Department of Ophthalmology, Dong-A University College of Medicine, Busan, Korea.
Int Ophthalmol. 2025 Jul 28;45(1):317. doi: 10.1007/s10792-025-03672-6.
To effectively represent central visual field (VF) loss for individual patients using a hybrid unsupervised approach.
We obtained 7927 10-2 VF test data from 3328 patients in 5 hospitals. We propose a hybrid approach that combines archetypal analysis (AA) and fuzzy c-means (FCM) to identify characteristic patterns and decompose 10-2 VF without loss. To compare the performance between hybrid approach using FCM and AA single approach, mean deviation (MD) change prediction was performed through supervised learning using decomposition coefficient changes and a linear mixed-effects model was built to investigate the relationship between the MD slope and baseline decomposition coefficients.
We identified 10 representative archetypes for 10-2 VF test. The hybrid approach using FCM outperformed the AA single approach in predicting MD change, achieving lower mean squared error and higher pearson correlation coefficient (all P ≤ 0.039). According to the linear mixed-effects model, the hybrid approach using FCM provides a better fit for predicting MD slope compared to the AA single approach, as reflected by lower akaike information criterion (AIC) and bayesian information criterion (BIC) scores (AIC decrease: 20.31, BIC decrease: 13.33). Eyes with baseline VFs with more inferior and both hemifield loss and less intact field and nearly total loss were associated with faster central VF progression (all P ≤ 0.026).
A hybrid approach combining AA and FCM to analyze 10-2 VF can visualize central VF tests in characteristic patterns and enhance prediction of central VF progression with minimized projection loss decomposition compared with AA single approach.

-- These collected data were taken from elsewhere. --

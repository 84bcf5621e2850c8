use crate::error::SpecError;
use phoenix_types::{
    ConstraintSpec, ContentHash, ExampleSpec, FunctionalRequirement, InvariantSpec, Meta,
    StructuredRequirements,
};
use serde::Deserialize;
use std::path::Path;

/// Wire form of the document. Groups are optional here so that absence can
/// be reported by name rather than as a generic parse error.
#[derive(Debug, Deserialize)]
struct SpecDocument {
    meta: Option<Meta>,
    functional_requirements: Option<Vec<FunctionalRequirement>>,
    invariants: Option<Vec<InvariantSpec>>,
    examples: Option<Vec<ExampleSpec>>,
    constraints: Option<ConstraintSpec>,
}

/// Loads and validates specification documents.
#[derive(Debug, Default, Clone, Copy)]
pub struct SpecLoader;

impl SpecLoader {
    pub fn new() -> Self {
        Self
    }

    pub fn load(&self, path: &Path) -> Result<StructuredRequirements, SpecError> {
        let bytes = std::fs::read(path).map_err(|source| SpecError::Io {
            path: path.display().to_string(),
            source,
        })?;
        self.parse_bytes(&bytes)
    }

    pub fn parse_bytes(&self, bytes: &[u8]) -> Result<StructuredRequirements, SpecError> {
        let spec_hash = ContentHash::hash(bytes);
        let doc: SpecDocument = serde_json::from_slice(bytes)?;

        let meta = doc.meta.ok_or(SpecError::Missing("meta"))?;
        let functional_requirements = doc
            .functional_requirements
            .filter(|frs| !frs.is_empty())
            .ok_or(SpecError::Missing("functional_requirements"))?;
        let invariants = doc.invariants.ok_or(SpecError::Missing("invariants"))?;
        let examples = doc.examples.ok_or(SpecError::Missing("examples"))?;
        let constraints = doc.constraints.ok_or(SpecError::Missing("constraints"))?;

        tracing::info!(spec_hash = %spec_hash, name = %meta.name, "parsed spec");
        Ok(StructuredRequirements {
            spec_hash,
            meta,
            functional_requirements,
            invariants,
            examples,
            constraints,
        })
    }
}
/// Namespaces rejected in both passes regardless of constraints.
pub const HARD_DENYLIST: &[&str] = &["sys::process", "sys::unsafe", "sys::reflect"];

/// Namespaces rejected in compiled artifacts regardless of constraints.
pub const ALWAYS_DENIED_IN_ARTIFACTS: &[&str] = &["sys::fs", "sys::net", "sys::reflect"];

pub const REFLECTION_MARKERS: &[&str] = &["reflect::", "invoke(", "lookup("];

pub const PROCESS_MARKERS: &[&str] = &["process::", "exec(", "spawn("];

/// Accepts `a.b` or `a::b` and returns `a::b`.
pub fn normalize_package(pkg: &str) -> String {
    pkg.trim().replace('.', "::")
}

使用混合无监督方法有效呈现个体患者的中心视野(VF)损失。
我们从5家医院的3328名患者中获取了7927份10-2 VF测试数据。我们提出了一种结合原型分析(AA)和模糊c均值(FCM)的混合方法,以识别特征模式并无损分解10-2 VF。为了比较使用FCM的混合方法与AA单一方法之间的性能,通过使用分解系数变化的监督学习进行平均偏差(MD)变化预测,并建立线性混合效应模型来研究MD斜率与基线分解系数之间的关系。
我们为10-2 VF测试确定了10个代表性原型。在预测MD变化方面,使用FCM的混合方法优于AA单一方法,实现了更低的均方误差和更高的皮尔逊相关系数(所有P≤0.039)。根据线性混合效应模型,与AA单一方法相比,使用FCM的混合方法在预测MD斜率方面提供了更好的拟合,这通过更低的赤池信息准则(AIC)和贝叶斯信息准则(BIC)得分反映出来(AIC降低:20.31,BIC降低:13.33)。基线VF在下半部分、双侧视野损失更多、完整视野更少且几乎完全损失的眼睛与更快的中心VF进展相关(所有P≤0.026)。
结合AA和FCM分析10-2 VF的混合方法可以以特征模式可视化中心VF测试,并与AA单一方法相比,通过最小化投影损失分解增强对中心VF进展的预测。